The SilverBack monitoring system enables you to control user access and what they can see (visibility) by explicitly granting specific privileges to User Groups. By creating users and then placing those Users into the defined User Groups you can control precisely what objects SilverBack users can view, and upon which they can perform operations. You can also use this feature to manage the access and visibility of your own NOC employees.
There are four key elements that define how users access the SilverBack system:
User - A person who receives notifications and/or has direct access to the Web Dashboard.
User Group - A set of users who are granted a set of privileges.
Privilege - A right that can be granted (e.g., the right to create Thresholds). A privilege can be considered as an operation applied to an object. For example, the privilege to create Thresholds can be described as the Create operation applied to the Threshold object.
Privilege Group - A set of privileges that are granted to a User Group.
In addition, there are four default Privilege Groups defined in the SilverBack Managed Services Platform:
Administrator - The Administrator has the ability to view all reports within the system, and has rights to add, modify and delete configurations and Managed Assets.
NOC Operator - The NOC Operator has ability to view all reports within the system, and has access to tools to diagnose faults, and manages all assigned faults.
Report Analyst - The Report Analyst has the ability to view all reports within the system, and can schedule additional reports as needed.
Customer - The Customer has the ability to view selected reports within the system.
These default Privilege Groups reside in the System Management Domain, and are therefore visible but not user-editable. They can, however, be copied into lower level Management Domains for modification and deployment of custom Privilege Groups.
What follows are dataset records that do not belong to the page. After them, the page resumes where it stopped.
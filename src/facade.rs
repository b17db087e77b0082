use crate::channel::InputChannel;
use crate::options::OptionSet;
use crate::prompt::{Answer, DisplayMode, FreeformPrompt, OptionPrompt};
use crate::Result;

/// Caller-supplied options before normalization. `Labels` makes each
/// label its own value; `Pairs` maps labels to distinct values,
/// insertion order preserved.
#[derive(Debug, Clone)]
pub enum OptionInput {
    Labels(Vec<String>),
    Pairs(Vec<(String, String)>),
}

impl OptionInput {
    pub fn normalize(&self) -> Result<OptionSet> {
        match self {
            OptionInput::Labels(labels) => OptionSet::from_labels(labels.iter().cloned()),
            OptionInput::Pairs(pairs) => OptionSet::from_pairs(pairs.iter().cloned()),
        }
    }
}

/// Legacy free-form flag: absent means option selection (or single-line
/// text when no options are given).
#[derive(Debug, Clone, Copy, PartialEq, Eq)]
pub enum FreeformMode {
    Single,
    Multi,
}

impl std::str::FromStr for FreeformMode {
    type Err = crate::Error;

    fn from_str(s: &str) -> Result<Self> {
        match s.trim().to_ascii_lowercase().as_str() {
            "single" => Ok(FreeformMode::Single),
            "multi" => Ok(FreeformMode::Multi),
            other => Err(crate::Error::Config(format!(
                "unrecognized freeform mode: {other:?} (expected \"single\" or \"multi\")"
            ))),
        }
    }
}

/// The legacy flat-flag call shape, one field per recognized flag.
/// `Default` reproduces the historical defaults: single-select inline
/// option prompt, no custom entry, no confirmation.
#[derive(Debug, Clone, Default)]
pub struct PromptArgs {
    pub question: String,
    pub options: Option<OptionInput>,
    pub default: Vec<String>,
    pub multi: bool,
    pub allow_custom: bool,
    pub display: DisplayMode,
    pub freeform: Option<FreeformMode>,
    pub confirm: bool,
}

impl PromptArgs {
    pub fn new(question: impl Into<String>) -> Self {
        Self {
            question: question.into(),
            ..Self::default()
        }
    }
}

/// Drop-in replacement for the legacy flag-driven prompt call.
///
/// Pure dispatch, no new behavior. The flags map onto exactly one
/// concrete prompt, matching the old semantics:
///
/// - `freeform` set: free-form text, single- or multi-line. The legacy
///   call ignored `options` in this case and so does this one.
/// - `options` set: option selection with `multi`, `allow_custom`, and
///   `display` forwarded verbatim.
/// - neither: single-line free-form text.
///
/// A two-option yes/no-shaped `options` argument is not special-cased;
/// it goes through [`OptionPrompt`] and produces the output it always
/// did.
pub fn interactive_prompt(args: &PromptArgs, channel: &mut dyn InputChannel) -> Result<Answer> {
    if let Some(mode) = args.freeform {
        return FreeformPrompt::new(args.question.clone())
            .multi(mode == FreeformMode::Multi)
            .defaults(args.default.iter().cloned())
            .confirm(args.confirm)
            .ask(channel);
    }

    match &args.options {
        Some(input) => OptionPrompt::new(args.question.clone(), input.normalize()?)
            .defaults(args.default.iter().cloned())
            .multi(args.multi)
            .allow_custom(args.allow_custom)
            .display(args.display)
            .confirm(args.confirm)
            .ask(channel),
        None => FreeformPrompt::new(args.question.clone())
            .multi(false)
            .defaults(args.default.iter().cloned())
            .confirm(args.confirm)
            .ask(channel),
    }
}

#[cfg(test)]
mod tests {
    use super::*;
    use crate::channel::ScriptedChannel;

    #[test]
    fn no_options_maps_to_single_freeform() {
        let args = PromptArgs::new("Name?");
        let mut channel = ScriptedChannel::new(["Ada"]);
        assert_eq!(
            interactive_prompt(&args, &mut channel).unwrap(),
            Answer::One("Ada".to_string())
        );
    }

    #[test]
    fn freeform_multi_maps_to_multi_line_entry() {
        let args = PromptArgs {
            freeform: Some(FreeformMode::Multi),
            ..PromptArgs::new("Guests?")
        };
        let mut channel = ScriptedChannel::new(["Ada", "Grace", ""]);
        assert_eq!(
            interactive_prompt(&args, &mut channel).unwrap(),
            Answer::Many(vec!["Ada".to_string(), "Grace".to_string()])
        );
    }

    #[test]
    fn freeform_flag_wins_over_options() {
        // Historical quirk preserved: a set freeform flag ignores options.
        let args = PromptArgs {
            options: Some(OptionInput::Labels(vec!["Apple".to_string()])),
            freeform: Some(FreeformMode::Single),
            ..PromptArgs::new("Anything?")
        };
        let mut channel = ScriptedChannel::new(["whatever"]);
        assert_eq!(
            interactive_prompt(&args, &mut channel).unwrap(),
            Answer::One("whatever".to_string())
        );
    }

    #[test]
    fn options_map_to_option_prompt_with_flags_forwarded() {
        let args = PromptArgs {
            options: Some(OptionInput::Pairs(vec![
                ("English".to_string(), "en".to_string()),
                ("Japanese".to_string(), "ja".to_string()),
            ])),
            multi: true,
            allow_custom: true,
            ..PromptArgs::new("Languages?")
        };
        let mut channel = ScriptedChannel::new(["english, fr"]);
        assert_eq!(
            interactive_prompt(&args, &mut channel).unwrap(),
            Answer::Many(vec!["en".to_string(), "fr".to_string()])
        );
    }

    #[test]
    fn yes_no_shaped_options_stay_an_option_prompt() {
        let args = PromptArgs {
            options: Some(OptionInput::Labels(vec![
                "yes".to_string(),
                "no".to_string(),
            ])),
            ..PromptArgs::new("Proceed?")
        };
        let mut channel = ScriptedChannel::new(["yes"]);
        assert_eq!(
            interactive_prompt(&args, &mut channel).unwrap(),
            Answer::One("yes".to_string())
        );
    }

    #[test]
    fn bad_option_input_surfaces_before_any_io() {
        let args = PromptArgs {
            options: Some(OptionInput::Labels(vec![
                "dup".to_string(),
                "dup".to_string(),
            ])),
            ..PromptArgs::new("Broken?")
        };
        let mut channel = ScriptedChannel::new(["1"]);
        let err = interactive_prompt(&args, &mut channel).unwrap_err();
        assert_eq!(err.code(), "CONFIG_ERROR");
        assert_eq!(channel.transcript(), "");
    }
}
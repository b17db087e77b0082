use serde::{Deserialize, Serialize};

/// A validated (and, when requested, confirmed) answer.
#[derive(Debug, Clone, PartialEq, Eq, Serialize, Deserialize)]
pub enum Answer {
    /// Single selection or a single line of text.
    One(String),
    /// Multi-selection values or collected lines, first-occurrence order.
    Many(Vec<String>),
    /// Yes/no result.
    Bool(bool),
}

impl Answer {
    pub fn as_one(&self) -> Option<&str> {
        match self {
            Answer::One(value) => Some(value),
            _ => None,
        }
    }

    pub fn as_many(&self) -> Option<&[String]> {
        match self {
            Answer::Many(values) => Some(values),
            _ => None,
        }
    }

    pub fn as_bool(&self) -> Option<bool> {
        match self {
            Answer::Bool(value) => Some(*value),
            _ => None,
        }
    }

    /// One-line rendering used by the confirmation sub-dialog.
    pub(crate) fn summary(&self) -> String {
        match self {
            Answer::One(value) => value.clone(),
            Answer::Many(values) => values.join(", "),
            Answer::Bool(true) => "yes".to_string(),
            Answer::Bool(false) => "no".to_string(),
        }
    }
}

/// How an option prompt lists its choices.
#[derive(Debug, Clone, Copy, PartialEq, Eq, Default, Serialize, Deserialize)]
#[serde(rename_all = "lowercase")]
pub enum DisplayMode {
    /// Numbered list on one line; selection by number or label.
    #[default]
    Inline,
    /// One option per line with a letter code; selection by letter or label.
    Menu,
}

impl std::str::FromStr for DisplayMode {
    type Err = crate::Error;

    fn from_str(s: &str) -> Result<Self, Self::Err> {
        match s.trim().to_ascii_lowercase().as_str() {
            "inline" => Ok(DisplayMode::Inline),
            "menu" => Ok(DisplayMode::Menu),
            other => Err(crate::Error::Config(format!(
                "unrecognized display mode: {other:?} (expected \"inline\" or \"menu\")"
            ))),
        }
    }
}

#[cfg(test)]
mod tests {
    use super::*;

    #[test]
    fn summary_joins_many_with_commas() {
        let answer = Answer::Many(vec!["Apple".to_string(), "Cherry".to_string()]);
        assert_eq!(answer.summary(), "Apple, Cherry");
    }

    #[test]
    fn display_mode_parses_legacy_strings() {
        assert_eq!("inline".parse::<DisplayMode>().unwrap(), DisplayMode::Inline);
        assert_eq!(" Menu ".parse::<DisplayMode>().unwrap(), DisplayMode::Menu);
        assert!("fancy".parse::<DisplayMode>().is_err());
    }

    #[test]
    fn answer_serializes_to_json() {
        let json = serde_json::to_string(&Answer::One("Banana".to_string())).unwrap();
        assert_eq!(json, r#"{"One":"Banana"}"#);
    }
}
For the purposes of this FAQ we will assume that you have users already created, and now you want to limit their activities in the SilverBack system. Further, we will assume that your privilege needs are broadly met by the default Privilege Groups and User Groups.
This topic takes you through the following procedures:
From the Users category page click on the Browse Privilege Groups link to display the Privilege Groups report.
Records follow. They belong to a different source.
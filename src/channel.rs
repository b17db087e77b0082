use std::collections::VecDeque;
use std::io::{self, BufRead, Write};

use crate::Result;

/// The terminal capability every prompt consumes: write prompt text,
/// read one line of raw input.
///
/// Terminal input is serial per session: a channel is used by exactly one
/// `ask()` call at a time. The crate adds no locking; sharing one channel
/// across threads is on the caller.
pub trait InputChannel {
    /// Write prompt text to the user. No newline is appended.
    fn write(&mut self, text: &str) -> Result<()>;

    /// Read one line without its trailing newline. `None` means the
    /// stream is exhausted.
    fn read_line(&mut self) -> Result<Option<String>>;
}

/// Channel over process stdio. Prompt text goes to stderr so stdout stays
/// clean for machine-readable output.
#[derive(Default)]
pub struct StdioChannel;

impl StdioChannel {
    pub fn new() -> Self {
        Self
    }
}

impl InputChannel for StdioChannel {
    fn write(&mut self, text: &str) -> Result<()> {
        let mut stderr = io::stderr().lock();
        stderr.write_all(text.as_bytes())?;
        stderr.flush()?;
        Ok(())
    }

    fn read_line(&mut self) -> Result<Option<String>> {
        let mut line = String::new();
        let read = io::stdin().lock().read_line(&mut line)?;
        if read == 0 {
            return Ok(None);
        }
        while line.ends_with('\n') || line.ends_with('\r') {
            line.pop();
        }
        Ok(Some(line))
    }
}

/// In-memory channel fed from a fixed script of input lines.
///
/// Used by this crate's tests and by callers that drive prompts
/// programmatically. Everything a prompt writes is captured in
/// [`transcript`](ScriptedChannel::transcript); once the script runs out,
/// reads report end of input.
pub struct ScriptedChannel {
    lines: VecDeque<String>,
    transcript: String,
}

impl ScriptedChannel {
    pub fn new<I, S>(lines: I) -> Self
    where
        I: IntoIterator<Item = S>,
        S: Into<String>,
    {
        Self {
            lines: lines.into_iter().map(Into::into).collect(),
            transcript: String::new(),
        }
    }

    /// Everything written to the channel so far, in order.
    pub fn transcript(&self) -> &str {
        &self.transcript
    }
}

impl InputChannel for ScriptedChannel {
    fn write(&mut self, text: &str) -> Result<()> {
        self.transcript.push_str(text);
        Ok(())
    }

    fn read_line(&mut self) -> Result<Option<String>> {
        Ok(self.lines.pop_front())
    }
}
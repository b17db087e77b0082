mod freeform;
mod option;
mod types;
mod yes_no;

pub use freeform::FreeformPrompt;
pub use option::OptionPrompt;
pub use types::{Answer, DisplayMode};
pub use yes_no::YesNoPrompt;

use crate::channel::InputChannel;
use crate::error::Error;
use crate::Result;

/// Outcome of one parse attempt. A retry carries the reason shown to the
/// user on the next render; it never escapes `ask()`.
pub(crate) enum Parsed {
    Answer(Answer),
    Retry(String),
}

/// The seam between the retry engine and each prompt kind.
pub(crate) trait PromptLogic {
    /// Full prompt text for one attempt. `reason` is the previous
    /// attempt's failure, shown ahead of the question.
    fn render_prompt(&self, reason: Option<&str>) -> String;

    /// Answer substituted when the user submits an empty line.
    fn default_answer(&self) -> Option<Answer>;

    /// Parse one submitted line. May pull further lines from the channel
    /// (multi-line free-form entry does).
    fn parse_input(&self, raw: &str, channel: &mut dyn InputChannel) -> Result<Parsed>;

    /// Whether a valid answer must survive a yes/no confirmation before
    /// being returned.
    fn wants_confirm(&self) -> bool;
}

/// The ask loop: render, read, parse, optionally confirm.
///
/// An explicit loop, not recursion, so stack depth stays constant no
/// matter how many invalid attempts come in. Runs until a valid (and
/// confirmed) answer; only a closed or failing channel breaks out early.
/// There is deliberately no retry cap.
pub(crate) fn run<L: PromptLogic>(logic: &L, channel: &mut dyn InputChannel) -> Result<Answer> {
    let mut reason: Option<String> = None;
    loop {
        channel.write(&logic.render_prompt(reason.as_deref()))?;
        reason = None;

        let raw = match channel.read_line()? {
            Some(line) => line,
            None => return Err(Error::ChannelClosed),
        };

        let parsed = if raw.trim().is_empty() {
            match logic.default_answer() {
                Some(answer) => Parsed::Answer(answer),
                None => logic.parse_input(&raw, channel)?,
            }
        } else {
            logic.parse_input(&raw, channel)?
        };

        match parsed {
            Parsed::Answer(answer) => {
                if logic.wants_confirm() && !confirm(&answer, channel)? {
                    continue;
                }
                return Ok(answer);
            }
            Parsed::Retry(why) => reason = Some(why),
        }
    }
}

/// Post-answer confirmation sub-dialog. Declining discards the answer and
/// restarts the outer loop; the sub-dialog itself never asks for
/// confirmation, so this cannot recurse.
fn confirm(answer: &Answer, channel: &mut dyn InputChannel) -> Result<bool> {
    YesNoPrompt::new(format!("Confirm selection: {}. Keep it?", answer.summary()))
        .default(true)
        .ask(channel)
}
Click on one of the default Privilege Groups, and then select the More > Show > Privileges option.
Determine if those privileges broadly meet your needs for the user. If not, click on the Back button, and perform Step 2 on a different default Privilege Group.
Once you have found an appropriate Privilege Group you can copy it to your Service Provider Management Domain.
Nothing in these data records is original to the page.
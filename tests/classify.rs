//! End-to-end integration tests for the ontosift classifier.
//!
//! These tests exercise the full pipeline from JSON assets on disk through
//! store loading, both matching passes, ranking and hierarchy climbing,
//! validating that the stores, the matchers and the batch runner all work
//! together.

use std::collections::HashMap;
use std::fs;
use std::path::{Path, PathBuf};
use std::sync::Arc;

use ontosift::batch::{self, BatchRecord};
use ontosift::classifier::Classifier;
use ontosift::config::{ClassifierConfig, ClimbMode};
use ontosift::corpus;
use ontosift::error::PaperError;
use ontosift::model::{EmbeddingEntry, EmbeddingModel, ModelData};
use ontosift::ontology::{Ontology, OntologyData};
use ontosift::paper::Paper;

fn ontology_data() -> OntologyData {
    OntologyData {
        topics: vec![
            "neural network".into(),
            "neural networks".into(),
            "feedforward neural networks".into(),
            "lazy evaluation".into(),
            "network architecture".into(),
            "network components".into(),
            "machine learning".into(),
            "artificial intelligence".into(),
            "computer science".into(),
        ],
        primary_labels: HashMap::from([(
            "neural network".to_string(),
            "neural networks".to_string(),
        )]),
        broaders: HashMap::from([
            (
                "neural networks".to_string(),
                vec!["machine learning".to_string()],
            ),
            (
                "machine learning".to_string(),
                vec!["artificial intelligence".to_string()],
            ),
            (
                "artificial intelligence".to_string(),
                vec!["computer science".to_string()],
            ),
        ]),
    }
}

fn entry(topic: &str, sim_t: f64, wet: &str, sim_w: f64) -> EmbeddingEntry {
    EmbeddingEntry {
        topic: topic.to_string(),
        sim_t,
        wet: wet.to_string(),
        sim_w,
    }
}

fn model_data() -> ModelData {
    let mut data = ModelData::new();
    data.insert(
        "lazy".into(),
        vec![entry("lazy_evaluation", 0.96, "lazy_evaluation", 0.75)],
    );
    data.insert(
        "neural_network".into(),
        vec![
            entry("neural_networks", 0.97, "neural_network", 1.0),
            entry(
                "feedforward_neural_networks",
                0.95,
                "feedforward_neural_network",
                0.86,
            ),
            entry("network_architecture", 0.94, "network_architecture", 0.72),
        ],
    );
    data.insert(
        "network".into(),
        vec![entry("network_components", 0.95, "network_component", 0.81)],
    );
    data
}

fn test_classifier() -> Classifier {
    classifier_with(ClassifierConfig::default())
}

fn classifier_with(config: ClassifierConfig) -> Classifier {
    let ontology = Ontology::from_data(ontology_data()).unwrap();
    let model = EmbeddingModel::from_data(model_data());
    Classifier::new(Arc::new(ontology), Arc::new(model), config).unwrap()
}

fn write_assets(dir: &Path) -> (PathBuf, PathBuf) {
    let ontology_path = dir.join("ontology.json");
    let model_path = dir.join("model.json");
    fs::write(
        &ontology_path,
        serde_json::to_string(&ontology_data()).unwrap(),
    )
    .unwrap();
    fs::write(&model_path, serde_json::to_string(&model_data()).unwrap()).unwrap();
    (ontology_path, model_path)
}

fn fox_paper() -> Paper {
    Paper::new(
        None,
        Some("The quick brown fox jumped over the lazy neural network.".to_string()),
        None,
    )
}

#[test]
fn end_to_end_classify_runs_all_three_passes() {
    let classifier = test_classifier();
    let prediction = classifier.classify(&fox_paper()).unwrap();

    // The lexical pass finds only the literally present concept, resolved to
    // its preferred label.
    assert_eq!(prediction.syntactic, ["neural networks"]);

    // The embedding pass fans out to everything the model reaches.
    assert_eq!(
        prediction.semantic,
        [
            "feedforward neural networks",
            "lazy evaluation",
            "network architecture",
            "network components",
            "neural networks",
        ]
    );

    // Climbing promotes the whole ancestor chain, and nothing already found
    // directly reappears in the enhanced set.
    assert_eq!(
        prediction.enhanced,
        ["artificial intelligence", "computer science", "machine learning"]
    );
    for topic in &prediction.enhanced {
        assert!(!prediction.syntactic.contains(topic));
        assert!(!prediction.semantic.contains(topic));
    }
}

#[test]
fn stored_assets_round_trip_through_the_caches() {
    let dir = tempfile::TempDir::new().unwrap();
    let (ontology_path, model_path) = write_assets(dir.path());
    let ontology_cache = dir.path().join("ontology.cache");
    let model_cache = dir.path().join("model.cache");

    // First load parses JSON and writes both caches.
    let ontology = Ontology::load(&ontology_path, Some(&ontology_cache)).unwrap();
    let model = EmbeddingModel::load(&model_path, Some(&model_cache)).unwrap();
    assert!(ontology_cache.is_file());
    assert!(model_cache.is_file());

    let from_json =
        Classifier::new(Arc::new(ontology), Arc::new(model), ClassifierConfig::default()).unwrap();
    let expected = from_json.classify(&fox_paper()).unwrap();
    assert_eq!(expected, test_classifier().classify(&fox_paper()).unwrap());

    // Remove the JSON sources; the second load must come from the caches.
    fs::remove_file(&ontology_path).unwrap();
    fs::remove_file(&model_path).unwrap();
    let ontology = Ontology::load(&ontology_path, Some(&ontology_cache)).unwrap();
    let model = EmbeddingModel::load(&model_path, Some(&model_cache)).unwrap();

    let from_cache =
        Classifier::new(Arc::new(ontology), Arc::new(model), ClassifierConfig::default()).unwrap();
    assert_eq!(from_cache.classify(&fox_paper()).unwrap(), expected);
}

#[test]
fn single_pass_entry_points_agree_with_the_combined_run() {
    let classifier = test_classifier();
    let paper = fox_paper();

    let prediction = classifier.classify(&paper).unwrap();
    assert_eq!(
        classifier.classify_syntactic(&paper).unwrap(),
        prediction.syntactic
    );
    assert_eq!(
        classifier.classify_semantic(&paper).unwrap(),
        prediction.semantic
    );
}

#[test]
fn first_broader_climbing_stops_after_one_hop() {
    let classifier = classifier_with(ClassifierConfig {
        climb_mode: ClimbMode::FirstBroader,
        ..Default::default()
    });

    let prediction = classifier.classify(&fox_paper()).unwrap();
    assert_eq!(prediction.enhanced, ["machine learning"]);
}

#[test]
fn raising_the_semantic_threshold_narrows_the_result() {
    let strict = classifier_with(ClassifierConfig {
        semantic_threshold: 0.99,
        ..Default::default()
    });

    // No model record reaches 0.99, so the embedding pass goes quiet while
    // the lexical pass is untouched.
    let prediction = strict.classify(&fox_paper()).unwrap();
    assert_eq!(prediction.syntactic, ["neural networks"]);
    assert!(prediction.semantic.is_empty());
}

#[test]
fn keyword_only_papers_still_classify() {
    let classifier = test_classifier();
    let paper = Paper::new(
        None,
        None,
        Some("Neural Networks, Lazy Evaluation".to_string()),
    );

    let found = classifier.classify_syntactic(&paper).unwrap();
    assert_eq!(found, ["lazy evaluation", "neural networks"]);
}

#[test]
fn papers_without_text_are_rejected() {
    let classifier = test_classifier();

    let empty = Paper::new(None, None, None);
    assert!(matches!(
        classifier.classify(&empty),
        Err(PaperError::EmptyText)
    ));

    // Whitespace-only fields count as empty too.
    let blank = Paper::new(Some("   ".to_string()), None, Some(" , ".to_string()));
    assert!(matches!(
        classifier.classify(&blank),
        Err(PaperError::EmptyText)
    ));
}

#[test]
fn similar_topics_ranks_embedding_neighbors() {
    let classifier = test_classifier();

    let neighbors = classifier.similar_topics("neural network", 3);
    let labels: Vec<&str> = neighbors.iter().map(|(label, _)| label.as_str()).collect();
    assert_eq!(
        labels,
        [
            "neural_network",
            "feedforward_neural_network",
            "network_component",
        ]
    );

    // Similarities come back in descending order.
    for pair in neighbors.windows(2) {
        assert!(pair[0].1 >= pair[1].1);
    }
}

#[test]
fn batch_classifies_a_corpus_into_jsonl() {
    let dir = tempfile::TempDir::new().unwrap();
    let corpus_path = dir.path().join("corpus.json");
    let output_path = dir.path().join("predictions.jsonl");

    fs::write(
        &corpus_path,
        serde_json::to_string(&serde_json::json!({
            "a-fox": {
                "abstract": "The quick brown fox jumped over the lazy neural network."
            },
            "b-keywords": { "keywords": ["neural networks", "lazy evaluation"] },
            "silent": {},
        }))
        .unwrap(),
    )
    .unwrap();

    let papers = corpus::load(corpus_path.to_str().unwrap()).unwrap();
    assert_eq!(papers.len(), 3);

    let classifier = test_classifier();
    let summary = batch::run(&classifier, &papers, &output_path).unwrap();
    assert_eq!(summary.classified, 2);
    assert_eq!(summary.failed, ["silent"]);

    // One JSON line per classified paper, in corpus order.
    let written = fs::read_to_string(&output_path).unwrap();
    let records: Vec<BatchRecord> = written
        .lines()
        .map(|line| serde_json::from_str(line).unwrap())
        .collect();
    assert_eq!(records.len(), 2);
    assert_eq!(records[0].id, "a-fox");
    assert_eq!(records[1].id, "b-keywords");
    assert_eq!(records[0].prediction.syntactic, ["neural networks"]);
    assert_eq!(
        records[1].prediction.syntactic,
        ["lazy evaluation", "neural networks"]
    );
}

#[test]
fn classification_is_deterministic_across_instances() {
    let first = test_classifier().classify(&fox_paper()).unwrap();
    let second = test_classifier().classify(&fox_paper()).unwrap();
    assert_eq!(first, second);
}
From the Users category page click on the Browse Privilege Groups link to display the Privilege Groups report.
Click on the desired Privilege Group, then select the More > Copy To option.
Click on the radio button corresponding to the Management Domain to which you want to copy the Privilege Group, then click on the OK button.
The display refreshes to the Privilege Groups report, and shows the copied Privilege Group in its parent Management Domain.
From the Users category page click on the Browse User Groups link to display the User Groups report.
Click on a User Group, and select the More > Show > Privilege Groups Containing option.
Determine if those privileges broadly meet your needs for the user. If not, click on the Back button, and perform Step 2 on a different User Group.
Once you have found the appropriate privilege level you can edit the User Group to reference the previously-copied Privilege Group.
From the Users category page click on the Browse User Groups link to display the User Groups report.
Click on a User Group, and then click on the Edit button to display the Edit User Group form.
Select the copied Privilege Group from the Privilege Group drop-down, then click on the Save button.
Click on the Users tab.
Choose a user to include in the User Group by clicking on the Select Targets radio button, then expanding the hierarchy until you find the user(s) you want to add.
Click on those users' corresponding checkbox(es), then click on the Save button.
The selected user(s) will now have only the privileges they inherit from their referencing User Group and Privilege Group.